Tu avances, et la forêt s’étend devant toi, mais elle n’est plus la même. Ses couleurs, jadis éclatantes, s’assombrissent. Le bleu semble prendre le dessus, comme un voile silencieux qui recouvre tout. Chaque pas te rapproche d’un lieu moins accueillant, comme si la nature elle-même hésitait à te garder dans ses bras.
Le bruissement d’une aile légère te fait lever les yeux. Là, posé sur une branche, un papillon aux ailes d’or te fixe, immobile. Il est magnifique, mais tu sens une inquiétude, presque imperceptible, dans ses battements d’ailes. « Ici, le jour ne meurt jamais vraiment, » murmure-t-il, sans te regarder directement. « Le crépuscule est une ruse, un reflet d’un monde qui ne s’éteint pas… » Puis, sans attendre de réponse, il s’envole, disparaissant dans une lumière qui semble ne jamais changer.

Tu continues. L’atmosphère devient plus froide, plus lourde. La végétation te paraît étrange, flétrie, mais pourtant figée dans un état qui n’évolue pas. Le temps ici ne suit pas son cours.
Soudain, tu trébuches presque sur une petite créature au sol. C’est un champignon, mais avec des yeux vifs et des petites pattes. Il te regarde, d’un air sérieux et effrayé à la fois. « Ne me touche pas, » te prévient-il, sa voix nerveuse. « Si tu le fais, une rage terrible pourrait s’emparer de toi. Une rage que tu ne pourras plus contrôler… »

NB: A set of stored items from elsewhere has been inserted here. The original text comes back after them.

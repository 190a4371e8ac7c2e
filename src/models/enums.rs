use crate::db::DatabaseError;
use serde::{Deserialize, Serialize};

/// Macro to generate enum with as_str + std::str::FromStr pattern
macro_rules! str_enum {
    ($name:ident { $($variant:ident => $s:literal),+ $(,)? }) => {
        #[derive(Debug, Clone, Copy, PartialEq, Eq, Serialize, Deserialize)]
        #[serde(rename_all = "lowercase")]
        pub enum $name {
            $($variant),+
        }

        impl $name {
            pub fn as_str(&self) -> &'static str {
                match self {
                    $(Self::$variant => $s),+
                }
            }
        }

        impl std::str::FromStr for $name {
            type Err = DatabaseError;

            fn from_str(s: &str) -> Result<Self, Self::Err> {
                match s {
                    $($s => Ok(Self::$variant)),+,
                    _ => Err(DatabaseError::InvalidEnum {
                        field: stringify!($name).into(),
                        value: s.into(),
                    }),
                }
            }
        }
    };
}

str_enum!(Role {
    Patient => "patient",
    Doctor => "doctor",
    Admin => "admin",
});

str_enum!(AppointmentStatus {
    Pending => "pending",
    Confirmed => "confirmed",
    Completed => "completed",
    Cancelled => "cancelled",
});

str_enum!(PaymentStatus {
    Pending => "pending",
    Completed => "completed",
});

str_enum!(DayOfWeek {
    Monday => "monday",
    Tuesday => "tuesday",
    Wednesday => "wednesday",
    Thursday => "thursday",
    Friday => "friday",
    Saturday => "saturday",
    Sunday => "sunday",
});

impl AppointmentStatus {
    /// Completed and cancelled appointments have reached the end of
    /// their lifecycle.
    pub fn is_terminal(&self) -> bool {
        matches!(self, Self::Completed | Self::Cancelled)
    }
}

#[cfg(test)]
mod tests {
    use super::*;
    use std::str::FromStr;

    #[test]
    fn role_round_trip() {
        for (variant, s) in [
            (Role::Patient, "patient"),
            (Role::Doctor, "doctor"),
            (Role::Admin, "admin"),
        ] {
            assert_eq!(variant.as_str(), s);
            assert_eq!(Role::from_str(s).unwrap(), variant);
        }
    }

    #[test]
    fn appointment_status_round_trip() {
        for (variant, s) in [
            (AppointmentStatus::Pending, "pending"),
            (AppointmentStatus::Confirmed, "confirmed"),
            (AppointmentStatus::Completed, "completed"),
            (AppointmentStatus::Cancelled, "cancelled"),
        ] {
            assert_eq!(variant.as_str(), s);
            assert_eq!(AppointmentStatus::from_str(s).unwrap(), variant);
        }
    }

    #[test]
    fn terminal_states() {
        assert!(!AppointmentStatus::Pending.is_terminal());
        assert!(!AppointmentStatus::Confirmed.is_terminal());
        assert!(AppointmentStatus::Completed.is_terminal());
        assert!(AppointmentStatus::Cancelled.is_terminal());
    }

    #[test]
    fn serde_uses_lowercase() {
        let json = serde_json::to_string(&AppointmentStatus::Confirmed).unwrap();
        assert_eq!(json, "\"confirmed\"");
        let back: Role = serde_json::from_str("\"doctor\"").unwrap();
        assert_eq!(back, Role::Doctor);
    }

    #[test]
    fn invalid_enum_returns_error() {
        assert!(Role::from_str("superuser").is_err());
        assert!(AppointmentStatus::from_str("rescheduled").is_err());
        assert!(PaymentStatus::from_str("").is_err());
        assert!(DayOfWeek::from_str("Mon").is_err());
    }
}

Tu te redresses, l’esprit troublé par cet avertissement. Une tension commence à s’installer en toi, mais tu continues ton chemin. Au détour d’un sentier, tu aperçois une silhouette, un homme, ou plutôt une ombre d’homme, penchée sur un miroir d’eau. Son reflet est brisé, comme une image qu’il tente en vain de réparer.

« Est-ce toi ou moi qui rêve encore ? » murmure-t-il, sa voix semblant sortir de nulle part. « Les fissures sont partout, regarde bien. C’est le moment où tout se disloque… » Mais tu n’oses pas t’approcher. Tu sens que quelque chose est faux, que ce miroir ne renverra jamais l’image entière.
Plus loin, un oiseau, immobile, ses plumes ternies, te regarde avec une fixité troublante. Il ouvre son bec, mais aucun son ne sort. Tu ne te souviens pas quand le chant de la forêt a cessé, seulement du silence qui l’a remplacé.

Et alors, la colère monte en toi, sourde, comme un feu qui brûle dans ton ventre. Tu te sens piégé, pris dans ce décor qui refuse de bouger. Tes mains se crispent. Tu pourrais tout briser ici, tout réduire en poussière. Une voix, lointaine mais persistante, chuchote à ton esprit : « Réveille-toi, c’est peut-être la seule solution… » Mais elle est trop loin, trop floue. Et tu n’arrives pas à comprendre pourquoi ce simple mot résonne autant en toi.